WHAT THIS TASK INVOLVES
Find every line with the string "CurrentMode" in the material below and copy it.

▬▬▬▬▬▬▬▬▬▬

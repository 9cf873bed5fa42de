//! `range-filter` — split a time range off a free-text activity note.
//!
//! ```text
//! $ range-filter --now "2015-08-31 22:25" meeting 10-12
//! start:       2015-08-31 10:00:00
//! stop:        2015-08-31 12:00:00
//! description: meeting
//! ```
//!
//! Notes that begin with a dash (`-12:00`) must follow `--`.

use anyhow::{Context, Result};
use clap::{Parser, ValueEnum};
use range_filter::{
    parse_instant, Clock, CurrentPeriod, FilterOptions, Instant, NoteParser, ParseResult,
    WeekStartDay,
};

#[derive(Parser, Debug)]
#[command(
    name = "range-filter",
    version,
    about = "Extract a time range from a free-text activity note"
)]
struct Cli {
    /// The note to parse; several words are joined with single spaces
    #[arg(required = true)]
    note: Vec<String>,

    /// Reference "now", e.g. "2015-08-31 22:25" (defaults to the system clock)
    #[arg(long)]
    now: Option<String>,

    /// IANA timezone used to read the system clock, e.g. "Europe/Berlin"
    #[arg(long, conflicts_with = "now")]
    timezone: Option<String>,

    /// First day of the week for week-based keywords
    #[arg(long, value_enum, default_value_t = WeekStart::Monday)]
    week_start: WeekStart,

    /// How "current <unit>" picks its start
    #[arg(long, value_enum, default_value_t = CurrentMode::Week)]
    current_period: CurrentMode,

    /// Print the result as JSON
    #[arg(long)]
    json: bool,

    /// Log which rule matched
    #[arg(short, long)]
    verbose: bool,
}

#[derive(ValueEnum, Clone, Copy, Debug)]
enum WeekStart {
    Monday,
    Sunday,
}

impl From<WeekStart> for WeekStartDay {
    fn from(value: WeekStart) -> Self {
        match value {
            WeekStart::Monday => WeekStartDay::Monday,
            WeekStart::Sunday => WeekStartDay::Sunday,
        }
    }
}

#[derive(ValueEnum, Clone, Copy, Debug)]
enum CurrentMode {
    /// Always the start of the current week
    Week,
    /// The start of the unit written in the note
    Captured,
}

impl From<CurrentMode> for CurrentPeriod {
    fn from(value: CurrentMode) -> Self {
        match value {
            CurrentMode::Week => CurrentPeriod::Week,
            CurrentMode::Captured => CurrentPeriod::Captured,
        }
    }
}

fn main() -> Result<()> {
    let cli = Cli::parse();

    if cli.verbose {
        env_logger::Builder::from_env(env_logger::Env::default().default_filter_or("debug")).init();
    } else {
        env_logger::Builder::from_env(env_logger::Env::default().default_filter_or("info")).init();
    }

    let clock = build_clock(cli.now.as_deref(), cli.timezone.as_deref())?;
    let options = FilterOptions {
        week_start: cli.week_start.into(),
        current_period: cli.current_period.into(),
    };
    let mut notes =
        NoteParser::with_options(clock, options).context("Failed to build note parser")?;

    let note = cli.note.join(" ");
    log::info!("parsing note '{}' with {:?}", note, clock);
    let result = notes.parse(&note);

    if cli.json {
        let json = serde_json::to_string_pretty(&result).context("Failed to serialize result")?;
        println!("{json}");
    } else {
        print!("{}", render(&result));
    }

    Ok(())
}

fn build_clock(now: Option<&str>, timezone: Option<&str>) -> Result<Clock> {
    match (now, timezone) {
        (Some(now), _) => {
            let instant = parse_instant(now).context("Invalid --now value")?;
            Ok(Clock::fixed(instant))
        }
        (None, Some(tz)) => Clock::in_timezone(tz).context("Invalid --timezone value"),
        (None, None) => Ok(Clock::System),
    }
}

fn render(result: &ParseResult) -> String {
    let mut out = String::new();
    match &result.range {
        Some(range) => {
            out.push_str(&format!("start:       {}\n", side(range.start)));
            out.push_str(&format!("stop:        {}\n", side(range.stop)));
        }
        None => out.push_str("no range found\n"),
    }
    if let Some(description) = &result.description {
        out.push_str(&format!("description: {description}\n"));
    }
    out
}

fn side(instant: Option<Instant>) -> String {
    instant
        .map(|dt| dt.format("%Y-%m-%d %H:%M:%S").to_string())
        .unwrap_or_else(|| "open".to_string())
}

#[cfg(test)]
mod tests {
    use super::*;
    use range_filter::TimeRange;

    fn instant(s: &str) -> Instant {
        parse_instant(s).unwrap()
    }

    #[test]
    fn test_render_full_result() {
        let result = ParseResult {
            range: Some(TimeRange::between(
                instant("2015-08-31 10:00"),
                instant("2015-08-31 12:00"),
            )),
            description: Some("meeting".to_string()),
        };
        assert_eq!(
            render(&result),
            "start:       2015-08-31 10:00:00\n\
             stop:        2015-08-31 12:00:00\n\
             description: meeting\n"
        );
    }

    #[test]
    fn test_render_open_side() {
        let result = ParseResult {
            range: Some(TimeRange::starting(instant("2015-08-31 10:00"))),
            description: None,
        };
        assert_eq!(
            render(&result),
            "start:       2015-08-31 10:00:00\nstop:        open\n"
        );
    }

    #[test]
    fn test_render_no_range() {
        let result = ParseResult {
            range: None,
            description: Some("reading".to_string()),
        };
        assert_eq!(render(&result), "no range found\ndescription: reading\n");
    }

    #[test]
    fn test_build_clock_fixed() {
        let clock = build_clock(Some("2015-08-31 22:25"), None).unwrap();
        assert_eq!(clock, Clock::fixed(instant("2015-08-31 22:25")));
    }

    #[test]
    fn test_build_clock_invalid_inputs() {
        assert!(build_clock(Some("not a date"), None).is_err());
        assert!(build_clock(None, Some("Nowhere/Special")).is_err());
    }

    #[test]
    fn test_build_clock_default_system() {
        assert_eq!(build_clock(None, None).unwrap(), Clock::System);
    }
}
//! Extracted ranges and the match that produced them.

use serde::Serialize;

use crate::calendar::Instant;

/// A possibly open-ended time range.
///
/// Either side may be absent. No ordering between `start` and `stop` is
/// enforced: "22-6" yields a start later than its stop.
#[derive(Debug, Clone, Copy, PartialEq, Eq, Default, Serialize)]
pub struct TimeRange {
    pub start: Option<Instant>,
    pub stop: Option<Instant>,
}

impl TimeRange {
    pub fn new(start: Option<Instant>, stop: Option<Instant>) -> Self {
        Self { start, stop }
    }

    /// A range with only a start.
    pub fn starting(start: Instant) -> Self {
        Self::new(Some(start), None)
    }

    /// A range with both sides.
    pub fn between(start: Instant, stop: Instant) -> Self {
        Self::new(Some(start), Some(stop))
    }

    /// At least one side is present.
    pub fn is_matched(&self) -> bool {
        self.start.is_some() || self.stop.is_some()
    }
}

/// The text consumed by whichever rule produced a range.
#[derive(Debug, Clone, PartialEq, Eq, Serialize)]
pub struct MatchRecord {
    /// Name of the rule that fired (e.g. `"full-range"`, `"yesterday"`).
    pub rule: &'static str,
    /// The exact matched substring, removed from the note by `clean`.
    pub text: String,
    /// The `start` capture of an explicit range, if present and non-empty.
    #[serde(skip_serializing_if = "Option::is_none")]
    pub start: Option<String>,
    /// The `stop` capture of an explicit range, if present and non-empty.
    #[serde(skip_serializing_if = "Option::is_none")]
    pub stop: Option<String>,
}

#[cfg(test)]
mod tests {
    use super::*;
    use chrono::NaiveDate;

    fn instant(h: u32) -> Instant {
        NaiveDate::from_ymd_opt(2015, 8, 31)
            .unwrap()
            .and_hms_opt(h, 0, 0)
            .unwrap()
    }

    #[test]
    fn test_empty_range_is_not_matched() {
        assert!(!TimeRange::default().is_matched());
    }

    #[test]
    fn test_one_sided_ranges_are_matched() {
        assert!(TimeRange::starting(instant(10)).is_matched());
        assert!(TimeRange::new(None, Some(instant(12))).is_matched());
    }

    #[test]
    fn test_reversed_range_is_accepted() {
        let range = TimeRange::between(instant(22), instant(6));
        assert!(range.is_matched());
        assert!(range.start > range.stop);
    }

    #[test]
    fn test_range_serializes_null_sides() {
        let json = serde_json::to_string(&TimeRange::starting(instant(10))).unwrap();
        assert_eq!(json, r#"{"start":"2015-08-31T10:00:00","stop":null}"#);
    }

    #[test]
    fn test_match_record_omits_missing_captures() {
        let record = MatchRecord {
            rule: "today",
            text: "today".to_string(),
            start: None,
            stop: None,
        };
        let json = serde_json::to_string(&record).unwrap();
        assert_eq!(json, r#"{"rule":"today","text":"today"}"#);
    }
}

▬▬▬▬▬▬▬▬▬▬

ANSWER AREA
    #[arg(long, value_enum, default_value_t = CurrentMode::Week)]
    current_period: CurrentMode,
enum CurrentMode {
impl From<CurrentMode> for CurrentPeriod {
    fn from(value: CurrentMode) -> Self {
            CurrentMode::Week => CurrentPeriod::Week,
            CurrentMode::Captured => CurrentPeriod::Captured,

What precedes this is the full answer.